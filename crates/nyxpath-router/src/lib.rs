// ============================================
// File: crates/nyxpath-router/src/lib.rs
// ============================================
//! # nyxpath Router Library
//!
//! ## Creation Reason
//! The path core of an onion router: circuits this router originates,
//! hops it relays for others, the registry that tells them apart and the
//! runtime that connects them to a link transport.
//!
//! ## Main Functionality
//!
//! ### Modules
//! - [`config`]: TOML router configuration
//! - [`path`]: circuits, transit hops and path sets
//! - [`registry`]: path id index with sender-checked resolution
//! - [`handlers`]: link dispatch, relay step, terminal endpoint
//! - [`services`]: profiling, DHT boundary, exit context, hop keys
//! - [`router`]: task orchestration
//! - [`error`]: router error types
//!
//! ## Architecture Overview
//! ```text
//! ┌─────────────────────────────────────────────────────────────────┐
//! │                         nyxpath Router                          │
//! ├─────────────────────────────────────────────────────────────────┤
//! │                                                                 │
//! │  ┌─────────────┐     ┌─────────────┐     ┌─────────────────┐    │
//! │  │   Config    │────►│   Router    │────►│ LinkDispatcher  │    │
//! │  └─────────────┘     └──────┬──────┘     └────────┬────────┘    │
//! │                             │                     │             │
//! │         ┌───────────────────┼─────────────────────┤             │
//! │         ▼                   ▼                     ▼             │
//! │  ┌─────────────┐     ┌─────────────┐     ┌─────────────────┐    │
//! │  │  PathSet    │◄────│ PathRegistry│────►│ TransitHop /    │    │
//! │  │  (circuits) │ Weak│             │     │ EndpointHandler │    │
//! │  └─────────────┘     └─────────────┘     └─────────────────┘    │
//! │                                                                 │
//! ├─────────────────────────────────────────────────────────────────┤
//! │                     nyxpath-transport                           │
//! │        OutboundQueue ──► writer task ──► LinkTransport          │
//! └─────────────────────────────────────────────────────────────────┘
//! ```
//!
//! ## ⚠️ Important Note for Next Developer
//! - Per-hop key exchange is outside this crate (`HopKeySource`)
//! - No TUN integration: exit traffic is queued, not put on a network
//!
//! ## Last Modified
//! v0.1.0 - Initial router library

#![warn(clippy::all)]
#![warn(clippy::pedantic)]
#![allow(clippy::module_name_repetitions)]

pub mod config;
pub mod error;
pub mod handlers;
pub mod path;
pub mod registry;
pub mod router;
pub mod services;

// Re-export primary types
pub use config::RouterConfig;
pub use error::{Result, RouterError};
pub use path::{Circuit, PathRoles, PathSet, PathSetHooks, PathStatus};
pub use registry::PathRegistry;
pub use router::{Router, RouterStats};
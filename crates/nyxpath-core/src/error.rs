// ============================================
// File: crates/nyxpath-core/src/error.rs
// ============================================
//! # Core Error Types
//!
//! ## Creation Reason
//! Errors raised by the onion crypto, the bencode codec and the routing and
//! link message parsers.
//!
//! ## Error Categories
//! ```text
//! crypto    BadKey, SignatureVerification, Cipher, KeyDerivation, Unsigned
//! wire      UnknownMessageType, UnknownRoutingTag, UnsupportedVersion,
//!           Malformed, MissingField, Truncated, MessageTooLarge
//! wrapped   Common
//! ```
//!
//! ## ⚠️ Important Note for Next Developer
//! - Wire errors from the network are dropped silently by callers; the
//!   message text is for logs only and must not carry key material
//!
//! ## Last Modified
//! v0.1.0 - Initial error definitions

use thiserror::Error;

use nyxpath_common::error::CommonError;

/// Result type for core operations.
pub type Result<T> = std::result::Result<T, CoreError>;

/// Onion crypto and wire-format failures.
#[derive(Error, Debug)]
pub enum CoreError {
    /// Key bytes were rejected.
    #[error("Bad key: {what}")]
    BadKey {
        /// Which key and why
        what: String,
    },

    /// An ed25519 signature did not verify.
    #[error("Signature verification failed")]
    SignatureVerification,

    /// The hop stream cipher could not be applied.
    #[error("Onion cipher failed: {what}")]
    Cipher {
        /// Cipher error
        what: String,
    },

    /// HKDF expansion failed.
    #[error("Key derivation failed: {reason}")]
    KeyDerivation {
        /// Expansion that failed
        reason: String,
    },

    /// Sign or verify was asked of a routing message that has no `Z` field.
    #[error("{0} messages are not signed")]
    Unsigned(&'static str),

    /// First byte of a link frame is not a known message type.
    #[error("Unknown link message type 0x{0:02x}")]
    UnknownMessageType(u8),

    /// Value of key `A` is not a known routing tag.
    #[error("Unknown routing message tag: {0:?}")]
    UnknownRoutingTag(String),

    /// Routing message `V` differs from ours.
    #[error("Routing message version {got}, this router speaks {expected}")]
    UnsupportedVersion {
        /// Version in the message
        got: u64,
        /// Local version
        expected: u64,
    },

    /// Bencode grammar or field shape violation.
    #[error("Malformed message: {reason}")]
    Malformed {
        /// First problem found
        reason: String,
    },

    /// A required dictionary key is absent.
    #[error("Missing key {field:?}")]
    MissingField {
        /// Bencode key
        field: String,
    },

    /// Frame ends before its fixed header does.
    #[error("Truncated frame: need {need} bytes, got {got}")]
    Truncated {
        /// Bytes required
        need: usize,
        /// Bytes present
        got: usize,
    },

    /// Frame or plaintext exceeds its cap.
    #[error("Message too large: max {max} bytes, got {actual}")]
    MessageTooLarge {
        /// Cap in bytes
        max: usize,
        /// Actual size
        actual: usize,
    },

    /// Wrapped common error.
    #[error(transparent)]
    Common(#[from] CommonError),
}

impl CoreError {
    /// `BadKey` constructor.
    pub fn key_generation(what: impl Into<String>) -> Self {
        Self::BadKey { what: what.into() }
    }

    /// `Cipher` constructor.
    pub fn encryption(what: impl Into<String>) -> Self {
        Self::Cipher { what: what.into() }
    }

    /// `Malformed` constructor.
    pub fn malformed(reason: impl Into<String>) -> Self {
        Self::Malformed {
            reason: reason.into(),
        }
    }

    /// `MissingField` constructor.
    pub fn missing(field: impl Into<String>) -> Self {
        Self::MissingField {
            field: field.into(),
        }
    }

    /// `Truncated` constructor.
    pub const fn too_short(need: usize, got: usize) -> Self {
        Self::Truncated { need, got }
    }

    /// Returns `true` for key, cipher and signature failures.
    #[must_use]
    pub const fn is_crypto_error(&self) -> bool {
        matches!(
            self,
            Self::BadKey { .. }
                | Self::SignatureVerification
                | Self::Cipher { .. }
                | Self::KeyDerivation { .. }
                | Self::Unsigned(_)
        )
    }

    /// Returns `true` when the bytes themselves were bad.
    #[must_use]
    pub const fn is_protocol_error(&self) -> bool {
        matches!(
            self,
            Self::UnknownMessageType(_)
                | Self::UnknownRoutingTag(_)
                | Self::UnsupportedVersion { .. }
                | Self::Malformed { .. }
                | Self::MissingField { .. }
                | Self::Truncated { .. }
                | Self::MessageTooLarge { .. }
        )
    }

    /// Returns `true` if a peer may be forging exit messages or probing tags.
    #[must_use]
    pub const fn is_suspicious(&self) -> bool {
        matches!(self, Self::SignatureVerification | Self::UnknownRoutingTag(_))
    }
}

WHAT IS EXPECTED:
Copy every record precisely, omitting nothing.

REPLY TO THE TASK:
filename crates/nyxpath-router/src/lib.rs
// ============================================
// File: crates/nyxpath-router/src/lib.rs
// ============================================
//! # nyxpath Router Library
//!
//! ## Creation Reason
//! The path core of an onion router: circuits this router originates,
//! hops it relays for others, the registry that tells them apart and the
//! runtime that connects them to a link transport.
//!
//! ## Main Functionality
//!
//! ### Modules
//! - [`config`]: TOML router configuration
//! - [`path`]: circuits, transit hops and path sets
//! - [`registry`]: path id index with sender-checked resolution
//! - [`handlers`]: link dispatch, relay step, terminal endpoint
//! - [`services`]: profiling, DHT boundary, exit context, hop keys
//! - [`router`]: task orchestration
//! - [`error`]: router error types
//!
//! ## Architecture Overview
//! ```text
//! ┌─────────────────────────────────────────────────────────────────┐
//! │                         nyxpath Router                          │
//! ├─────────────────────────────────────────────────────────────────┤
//! │                                                                 │
//! │  ┌─────────────┐     ┌─────────────┐     ┌─────────────────┐    │
//! │  │   Config    │────►│   Router    │────►│ LinkDispatcher  │    │
//! │  └─────────────┘     └──────┬──────┘     └────────┬────────┘    │
//! │                             │                     │             │
//! │         ┌───────────────────┼─────────────────────┤             │
//! │         ▼                   ▼                     ▼             │
//! │  ┌─────────────┐     ┌─────────────┐     ┌─────────────────┐    │
//! │  │  PathSet    │◄────│ PathRegistry│────►│ TransitHop /    │    │
//! │  │  (circuits) │ Weak│             │     │ EndpointHandler │    │
//! │  └─────────────┘     └─────────────┘     └─────────────────┘    │
//! │                                                                 │
//! ├─────────────────────────────────────────────────────────────────┤
//! │                     nyxpath-transport                           │
//! │        OutboundQueue ──► writer task ──► LinkTransport          │
//! └─────────────────────────────────────────────────────────────────┘
//! ```
//!
//! ## ⚠️ Important Note for Next Developer
//! - Per-hop key exchange is outside this crate (`HopKeySource`)
//! - No TUN integration: exit traffic is queued, not put on a network
//!
//! ## Last Modified
//! v0.1.0 - Initial router library

#![warn(clippy::all)]
#![warn(clippy::pedantic)]
#![allow(clippy::module_name_repetitions)]

pub mod config;
pub mod error;
pub mod handlers;
pub mod path;
pub mod registry;
pub mod router;
pub mod services;

// Re-export primary types
pub use config::RouterConfig;
pub use error::{Result, RouterError};
pub use path::{Circuit, PathRoles, PathSet, PathSetHooks, PathStatus};
pub use registry::PathRegistry;
pub use router::{Router, RouterStats};
filename crates/nyxpath-core/src/error.rs
// ============================================
// File: crates/nyxpath-core/src/error.rs
// ============================================
//! # Core Error Types
//!
//! ## Creation Reason
//! Errors raised by the onion crypto, the bencode codec and the routing and
//! link message parsers.
//!
//! ## Error Categories
//! ```text
//! crypto    BadKey, SignatureVerification, Cipher, KeyDerivation, Unsigned
//! wire      UnknownMessageType, UnknownRoutingTag, UnsupportedVersion,
//!           Malformed, MissingField, Truncated, MessageTooLarge
//! wrapped   Common
//! ```
//!
//! ## ⚠️ Important Note for Next Developer
//! - Wire errors from the network are dropped silently by callers; the
//!   message text is for logs only and must not carry key material
//!
//! ## Last Modified
//! v0.1.0 - Initial error definitions

use thiserror::Error;

use nyxpath_common::error::CommonError;

/// Result type for core operations.
pub type Result<T> = std::result::Result<T, CoreError>;

/// Onion crypto and wire-format failures.
#[derive(Error, Debug)]
pub enum CoreError {
    /// Key bytes were rejected.
    #[error("Bad key: {what}")]
    BadKey {
        /// Which key and why
        what: String,
    },

    /// An ed25519 signature did not verify.
    #[error("Signature verification failed")]
    SignatureVerification,

    /// The hop stream cipher could not be applied.
    #[error("Onion cipher failed: {what}")]
    Cipher {
        /// Cipher error
        what: String,
    },

    /// HKDF expansion failed.
    #[error("Key derivation failed: {reason}")]
    KeyDerivation {
        /// Expansion that failed
        reason: String,
    },

    /// Sign or verify was asked of a routing message that has no `Z` field.
    #[error("{0} messages are not signed")]
    Unsigned(&'static str),

    /// First byte of a link frame is not a known message type.
    #[error("Unknown link message type 0x{0:02x}")]
    UnknownMessageType(u8),

    /// Value of key `A` is not a known routing tag.
    #[error("Unknown routing message tag: {0:?}")]
    UnknownRoutingTag(String),

    /// Routing message `V` differs from ours.
    #[error("Routing message version {got}, this router speaks {expected}")]
    UnsupportedVersion {
        /// Version in the message
        got: u64,
        /// Local version
        expected: u64,
    },

    /// Bencode grammar or field shape violation.
    #[error("Malformed message: {reason}")]
    Malformed {
        /// First problem found
        reason: String,
    },

    /// A required dictionary key is absent.
    #[error("Missing key {field:?}")]
    MissingField {
        /// Bencode key
        field: String,
    },

    /// Frame ends before its fixed header does.
    #[error("Truncated frame: need {need} bytes, got {got}")]
    Truncated {
        /// Bytes required
        need: usize,
        /// Bytes present
        got: usize,
    },

    /// Frame or plaintext exceeds its cap.
    #[error("Message too large: max {max} bytes, got {actual}")]
    MessageTooLarge {
        /// Cap in bytes
        max: usize,
        /// Actual size
        actual: usize,
    },

    /// Wrapped common error.
    #[error(transparent)]
    Common(#[from] CommonError),
}

impl CoreError {
    /// `BadKey` constructor.
    pub fn key_generation(what: impl Into<String>) -> Self {
        Self::BadKey { what: what.into() }
    }

    /// `Cipher` constructor.
    pub fn encryption(what: impl Into<String>) -> Self {
        Self::Cipher { what: what.into() }
    }

    /// `Malformed` constructor.
    pub fn malformed(reason: impl Into<String>) -> Self {
        Self::Malformed {
            reason: reason.into(),
        }
    }

    /// `MissingField` constructor.
    pub fn missing(field: impl Into<String>) -> Self {
        Self::MissingField {
            field: field.into(),
        }
    }

    /// `Truncated` constructor.
    pub const fn too_short(need: usize, got: usize) -> Self {
        Self::Truncated { need, got }
    }

    /// Returns `true` for key, cipher and signature failures.
    #[must_use]
    pub const fn is_crypto_error(&self) -> bool {
        matches!(
            self,
            Self::BadKey { .. }
                | Self::SignatureVerification
                | Self::Cipher { .. }
                | Self::KeyDerivation { .. }
                | Self::Unsigned(_)
        )
    }

    /// Returns `true` when the bytes themselves were bad.
    #[must_use]
    pub const fn is_protocol_error(&self) -> bool {
        matches!(
            self,
            Self::UnknownMessageType(_)
                | Self::UnknownRoutingTag(_)
                | Self::UnsupportedVersion { .. }
                | Self::Malformed { .. }
                | Self::MissingField { .. }
                | Self::Truncated { .. }
                | Self::MessageTooLarge { .. }
        )
    }

    /// Returns `true` if a peer may be forging exit messages or probing tags.
    #[must_use]
    pub const fn is_suspicious(&self) -> bool {
        matches!(self, Self::SignatureVerification | Self::UnknownRoutingTag(_))
    }
}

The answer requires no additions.